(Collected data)
....

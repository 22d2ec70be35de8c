use std::{fs, time::Duration};

use serde::Deserialize;
use tracing::warn;
use url::Url;

const SETTINGS_FILE: &str = "server.toml";

/// Relay settings. `summarizer_script` is passed to the program verbatim, so
/// a relative path resolves against the server's working directory, not the
/// binary's location. Start the server from the directory holding the script
/// or configure an absolute path.
#[derive(Debug, Clone, Deserialize)]
pub struct Settings {
    pub host: String,
    pub port: u16,
    pub allowed_origins: Vec<String>,
    pub summarizer_program: String,
    pub summarizer_script: String,
    pub summarizer_timeout_secs: u64,
}

impl Default for Settings {
    fn default() -> Self {
        Self {
            host: "0.0.0.0".into(),
            port: 5000,
            allowed_origins: vec![
                "http://localhost:3000".into(),
                "http://localhost:5173".into(),
                "https://summary-generator-5avd.vercel.app".into(),
            ],
            summarizer_program: "python".into(),
            summarizer_script: "inference.py".into(),
            summarizer_timeout_secs: 120,
        }
    }
}

impl Settings {
    pub fn bind_addr(&self) -> String {
        format!("{}:{}", self.host, self.port)
    }

    /// Zero disables the limit.
    pub fn summarizer_timeout(&self) -> Option<Duration> {
        (self.summarizer_timeout_secs > 0)
            .then(|| Duration::from_secs(self.summarizer_timeout_secs))
    }
}

pub fn load_settings() -> Settings {
    let file = fs::read_to_string(SETTINGS_FILE).ok();
    load_settings_from(file.as_deref(), |key| std::env::var(key).ok())
}

/// Defaults, then the flat `server.toml` table, then environment. For each
/// setting the `APP__` variable beats the bare one.
pub fn load_settings_from(file: Option<&str>, env: impl Fn(&str) -> Option<String>) -> Settings {
    let mut settings = Settings::default();

    if let Some(raw) = file {
        match raw.parse::<toml::Table>() {
            Ok(table) => {
                let get = |key: &str| table.get(key).and_then(scalar_to_string);
                apply(&mut settings, get);
            }
            Err(error) => warn!(%error, file = SETTINGS_FILE, "ignoring unparseable settings file"),
        }
    }

    apply(&mut settings, |key| {
        let upper = key.to_ascii_uppercase();
        env(&format!("APP__{upper}")).or_else(|| env(&upper))
    });

    settings
}

fn apply(settings: &mut Settings, get: impl Fn(&str) -> Option<String>) {
    if let Some(v) = get("host") {
        settings.host = v;
    }
    if let Some(v) = get("port") {
        match v.trim().parse::<u16>() {
            Ok(port) => settings.port = port,
            Err(_) => warn!(value = %v, "ignoring invalid port"),
        }
    }
    if let Some(v) = get("allowed_origins") {
        settings.allowed_origins = parse_origins(&v);
    }
    if let Some(v) = get("summarizer_program") {
        settings.summarizer_program = v;
    }
    if let Some(v) = get("summarizer_script") {
        settings.summarizer_script = v;
    }
    if let Some(v) = get("summarizer_timeout_secs") {
        match v.trim().parse::<u64>() {
            Ok(secs) => settings.summarizer_timeout_secs = secs,
            Err(_) => warn!(value = %v, "ignoring invalid summarizer timeout"),
        }
    }
}

fn scalar_to_string(value: &toml::Value) -> Option<String> {
    match value {
        toml::Value::String(s) => Some(s.clone()),
        toml::Value::Integer(i) => Some(i.to_string()),
        toml::Value::Array(items) => Some(
            items
                .iter()
                .filter_map(toml::Value::as_str)
                .collect::<Vec<_>>()
                .join(","),
        ),
        _ => None,
    }
}

/// Comma separated origins, normalised to `scheme://host[:port]`.
pub fn parse_origins(raw: &str) -> Vec<String> {
    raw.split(',')
        .map(str::trim)
        .filter(|origin| !origin.is_empty())
        .filter_map(|origin| match Url::parse(origin) {
            Ok(url) if url.has_host() => Some(url.origin().ascii_serialization()),
            _ => {
                warn!(%origin, "dropping invalid allowed origin");
                None
            }
        })
        .collect()
}

#[cfg(test)]
#[path = "tests/config_tests.rs"]
mod tests;
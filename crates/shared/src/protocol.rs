use serde::{Deserialize, Serialize};

/// Shown by the relay for every failed summarization, whatever the cause.
pub const PROCESS_FAILED_MESSAGE: &str = "Python process failed";
/// Body message for requests rejected by the origin allow-list.
pub const ORIGIN_REJECTED_MESSAGE: &str = "Not allowed by CORS";

pub const VALIDATION_MESSAGE: &str = "Please enter some text to summarize";
pub const GENERATION_FAILED_MESSAGE: &str = "Error generating summary";
pub const CONNECTION_FAILED_MESSAGE: &str = "Error connecting to backend";

pub fn summarize_route() -> &'static str {
    "/summarize"
}

pub fn healthz_route() -> &'static str {
    "/healthz"
}

/// Body of `POST /summarize`, and the single JSON document written to the
/// summarizer's stdin.
#[derive(Debug, Clone, PartialEq, Eq, Serialize, Deserialize)]
pub struct SummarizeRequest {
    pub text: String,
}

#[derive(Debug, Clone, PartialEq, Eq, Serialize, Deserialize)]
pub struct SummarizeResponse {
    pub summary: String,
}

#[derive(Debug, Clone, PartialEq, Eq, Serialize, Deserialize)]
pub struct ErrorBody {
    pub error: String,
}

impl ErrorBody {
    pub fn new(error: impl Into<String>) -> Self {
        Self {
            error: error.into(),
        }
    }
}

/// Lenient client-side view of any `/summarize` reply. Both fields are
/// optional so that error bodies and unexpected JSON still decode.
#[derive(Debug, Clone, Default, PartialEq, Eq, Deserialize)]
pub struct SummarizeReply {
    #[serde(default)]
    pub summary: Option<String>,
    #[serde(default)]
    pub error: Option<String>,
}

impl SummarizeReply {
    /// The summary, if the relay sent a non-empty one.
    pub fn usable_summary(&self) -> Option<&str> {
        self.summary.as_deref().filter(|summary| !summary.is_empty())
    }
}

....

WHAT THE EXERCISE ASKS:
Each line above must be reproduced exactly.

FINISHED TASK:
repository 22d2ec70be35de8c
use std::{fs, time::Duration};

use serde::Deserialize;
use tracing::warn;
use url::Url;

const SETTINGS_FILE: &str = "server.toml";

/// Relay settings. `summarizer_script` is passed to the program verbatim, so
/// a relative path resolves against the server's working directory, not the
/// binary's location. Start the server from the directory holding the script
/// or configure an absolute path.
#[derive(Debug, Clone, Deserialize)]
pub struct Settings {
    pub host: String,
    pub port: u16,
    pub allowed_origins: Vec<String>,
    pub summarizer_program: String,
    pub summarizer_script: String,
    pub summarizer_timeout_secs: u64,
}

impl Default for Settings {
    fn default() -> Self {
        Self {
            host: "0.0.0.0".into(),
            port: 5000,
            allowed_origins: vec![
                "http://localhost:3000".into(),
                "http://localhost:5173".into(),
                "https://summary-generator-5avd.vercel.app".into(),
            ],
            summarizer_program: "python".into(),
            summarizer_script: "inference.py".into(),
            summarizer_timeout_secs: 120,
        }
    }
}

impl Settings {
    pub fn bind_addr(&self) -> String {
        format!("{}:{}", self.host, self.port)
    }

    /// Zero disables the limit.
    pub fn summarizer_timeout(&self) -> Option<Duration> {
        (self.summarizer_timeout_secs > 0)
            .then(|| Duration::from_secs(self.summarizer_timeout_secs))
    }
}

pub fn load_settings() -> Settings {
    let file = fs::read_to_string(SETTINGS_FILE).ok();
    load_settings_from(file.as_deref(), |key| std::env::var(key).ok())
}

/// Defaults, then the flat `server.toml` table, then environment. For each
/// setting the `APP__` variable beats the bare one.
pub fn load_settings_from(file: Option<&str>, env: impl Fn(&str) -> Option<String>) -> Settings {
    let mut settings = Settings::default();

    if let Some(raw) = file {
        match raw.parse::<toml::Table>() {
            Ok(table) => {
                let get = |key: &str| table.get(key).and_then(scalar_to_string);
                apply(&mut settings, get);
            }
            Err(error) => warn!(%error, file = SETTINGS_FILE, "ignoring unparseable settings file"),
        }
    }

    apply(&mut settings, |key| {
        let upper = key.to_ascii_uppercase();
        env(&format!("APP__{upper}")).or_else(|| env(&upper))
    });

    settings
}

fn apply(settings: &mut Settings, get: impl Fn(&str) -> Option<String>) {
    if let Some(v) = get("host") {
        settings.host = v;
    }
    if let Some(v) = get("port") {
        match v.trim().parse::<u16>() {
            Ok(port) => settings.port = port,
            Err(_) => warn!(value = %v, "ignoring invalid port"),
        }
    }
    if let Some(v) = get("allowed_origins") {
        settings.allowed_origins = parse_origins(&v);
    }
    if let Some(v) = get("summarizer_program") {
        settings.summarizer_program = v;
    }
    if let Some(v) = get("summarizer_script") {
        settings.summarizer_script = v;
    }
    if let Some(v) = get("summarizer_timeout_secs") {
        match v.trim().parse::<u64>() {
            Ok(secs) => settings.summarizer_timeout_secs = secs,
            Err(_) => warn!(value = %v, "ignoring invalid summarizer timeout"),
        }
    }
}

fn scalar_to_string(value: &toml::Value) -> Option<String> {
    match value {
        toml::Value::String(s) => Some(s.clone()),
        toml::Value::Integer(i) => Some(i.to_string()),
        toml::Value::Array(items) => Some(
            items
                .iter()
                .filter_map(toml::Value::as_str)
                .collect::<Vec<_>>()
                .join(","),
        ),
        _ => None,
    }
}

/// Comma separated origins, normalised to `scheme://host[:port]`.
pub fn parse_origins(raw: &str) -> Vec<String> {
    raw.split(',')
        .map(str::trim)
        .filter(|origin| !origin.is_empty())
        .filter_map(|origin| match Url::parse(origin) {
            Ok(url) if url.has_host() => Some(url.origin().ascii_serialization()),
            _ => {
                warn!(%origin, "dropping invalid allowed origin");
                None
            }
        })
        .collect()
}

#[cfg(test)]
#[path = "tests/config_tests.rs"]
mod tests;
filename crates/shared/src/protocol.rs
use serde::{Deserialize, Serialize};

/// Shown by the relay for every failed summarization, whatever the cause.
pub const PROCESS_FAILED_MESSAGE: &str = "Python process failed";
/// Body message for requests rejected by the origin allow-list.
pub const ORIGIN_REJECTED_MESSAGE: &str = "Not allowed by CORS";

pub const VALIDATION_MESSAGE: &str = "Please enter some text to summarize";
pub const GENERATION_FAILED_MESSAGE: &str = "Error generating summary";
pub const CONNECTION_FAILED_MESSAGE: &str = "Error connecting to backend";

pub fn summarize_route() -> &'static str {
    "/summarize"
}

pub fn healthz_route() -> &'static str {
    "/healthz"
}

/// Body of `POST /summarize`, and the single JSON document written to the
/// summarizer's stdin.
#[derive(Debug, Clone, PartialEq, Eq, Serialize, Deserialize)]
pub struct SummarizeRequest {
    pub text: String,
}

#[derive(Debug, Clone, PartialEq, Eq, Serialize, Deserialize)]
pub struct SummarizeResponse {
    pub summary: String,
}

#[derive(Debug, Clone, PartialEq, Eq, Serialize, Deserialize)]
pub struct ErrorBody {
    pub error: String,
}

impl ErrorBody {
    pub fn new(error: impl Into<String>) -> Self {
        Self {
            error: error.into(),
        }
    }
}

/// Lenient client-side view of any `/summarize` reply. Both fields are
/// optional so that error bodies and unexpected JSON still decode.
#[derive(Debug, Clone, Default, PartialEq, Eq, Deserialize)]
pub struct SummarizeReply {
    #[serde(default)]
    pub summary: Option<String>,
    #[serde(default)]
    pub error: Option<String>,
}

impl SummarizeReply {
    /// The summary, if the relay sent a non-empty one.
    pub fn usable_summary(&self) -> Option<&str> {
        self.summary.as_deref().filter(|summary| !summary.is_empty())
    }
}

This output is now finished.